Cat is naturally very expensive. Just keep an index over all your images that you shuffle and then use it as a mask instead of making new arrays each time. The number of images doesn’t change, so you can simply reuse (reshuffle) that index instead of creating new arrays each time.
PS: I see that you are using 10 workers. That is probably too much and will slow you down due to the communication overhead between processes. I think 4 is a reasonable number because the dataset is rel small.
Hm, this weird. I suspect you may have another hardware-related bottleneck somewhere then, maybe the CPU!? I just tested it on my machine and get the same speed when loading the dataset via the dataloader versus iterating over the dataset stored in memory. For simplicity, here, I used a vanilla VGG16 model and CIFAR10. I uploaded the code as Gists if you want to test it on your machine – they are both standalone.
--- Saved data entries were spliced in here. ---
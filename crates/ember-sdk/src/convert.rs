//! Traits for converting between native objects and Rust structs.
//!
//! Implement `FromNativeObject` and `ToNativeObject` to define a mapping
//! between a registered class and a Rust struct. Manual implementation for
//! now; a derive macro can be added later.
//!
//! # Example
//!
//! ```ignore
//! use ember_sdk::{FromNativeObject, ToNativeObject, NativeObject, NativeClass, NativeValue, NativeContext, AbiResult};
//!
//! struct Point { x: f64, y: f64 }
//!
//! impl FromNativeObject for Point {
//!     fn from_native_object(obj: &NativeObject) -> AbiResult<Self> {
//!         Ok(Point {
//!             x: obj.get_f64("x")?,
//!             y: obj.get_f64("y")?,
//!         })
//!     }
//! }
//!
//! impl ToNativeObject for Point {
//!     fn class_name() -> &'static str { "Point" }
//!     fn to_native_object(&self, ctx: &dyn NativeContext) -> AbiResult<NativeValue> {
//!         let class = NativeClass::from_name(ctx, "Point")?;
//!         let val = class.instantiate(ctx)?;
//!         let obj = NativeObject::wrap(ctx, val)?;
//!         obj.set_f64("x", self.x)?;
//!         obj.set_f64("y", self.y)?;
//!         Ok(obj.into_value())
//!     }
//! }
//! ```

use crate::context::NativeContext;
use crate::error::AbiResult;
use crate::types::NativeObject;
use crate::value::NativeValue;

/// Convert a native object into a Rust struct.
///
/// Implement this trait to allow extracting a Rust struct from a
/// `NativeObject` with named field access.
pub trait FromNativeObject: Sized {
    /// Convert from a NativeObject wrapper (named field access).
    fn from_native_object(obj: &NativeObject) -> AbiResult<Self>;
}

/// Convert a Rust struct into a native object.
///
/// Implement this trait to allow creating an object from a Rust struct.
/// The implementation should create a class instance and set its fields.
pub trait ToNativeObject {
    /// The registered class name this type maps to.
    fn class_name() -> &'static str;

    /// Convert to a `NativeValue` (creates an object instance and sets
    /// its fields).
    fn to_native_object(&self, ctx: &dyn NativeContext) -> AbiResult<NativeValue>;
}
the vgg16.py file uses a dataloader with batchsize 128 and 4 workers. The vgg16_inmem.py loads the CIFAR10 dataset into memory and then shuffles it before every epoch before iterating over the minibatches.
So, on my machine, there does not seem to be any benefit in loading data in memory versus using the DataLoader. Might be different though on different machines if the CPU and drive are not fast enough to load the next batch for the GPU.
Here’s what I’ve noticed.
For big models like vgg and others probably the difference between DataLoader and No DataLoader is negligible.
Here are the results for vgg16.py on TitanX
And for vgg16_inmemory.py
But if I swap your vgg with just the small model I had before with just a couple of dense layers then, the results for vgg16_inmemory.py → now just contains a couple of dense layers only.
And the results for vgg16.py → now just a couple of dense layers.
Fair point. Just replaced that VGG16 with a network with only two fully connected layers and the data loader was indeed slow. In that case the reading from disk via PIL may have been the limiting factor. But when I crank up the number of workers to an insane 50, I get much closer to the in-memory variant.
In any case, in a practical use case scenario, if your data set is small and fits into memory, why not using the dataloader to fetch data from an array in memory instead of from disk?
Thanks for the suggestion, do you have any pointers to examples. My understanding was that when you create the dataset you’ll have to specify the root where the data is. Usually that points to a directory on disk could that also be just numpy array?
Oh i see. That’s nothing to do with the DataLoader but that’s just the case for these pre-bundled datasets. You can create a dataset however you like, it doesn’t have to be for loading from a directory on your drive. E.g., here is a Dataset example for CelebA images:
class CelebaDataset(Dataset):
"""Custom Dataset for loading CelebA face images"""
def __init__(self, txt_path, img_dir, transform=None):
df = pd.read_csv(txt_path, sep=" ", index_col=0)
self.img_dir = img_dir
self.txt_path = txt_path
self.img_names = df.index.values
self.y = df['Male'].values
self.transform = transform
def __getitem__(self, index):
img = Image.open(os.path.join(self.img_dir,
self.img_names[index]))
if self.transform is not None:
img = self.transform(img)
label = self.y[index]
return img, label
def __len__(self):
return self.y.shape[0]
In other words, it’s loading from disk because we ask it to :). But you can simply define the getitem method to yield a row from your data tensor held in memory.
Yes, the DataLoader is more like a thin layer to facilitate minibatching with shuffling etc. It’s particularly nice because it’s so easy to use and not overly complicated.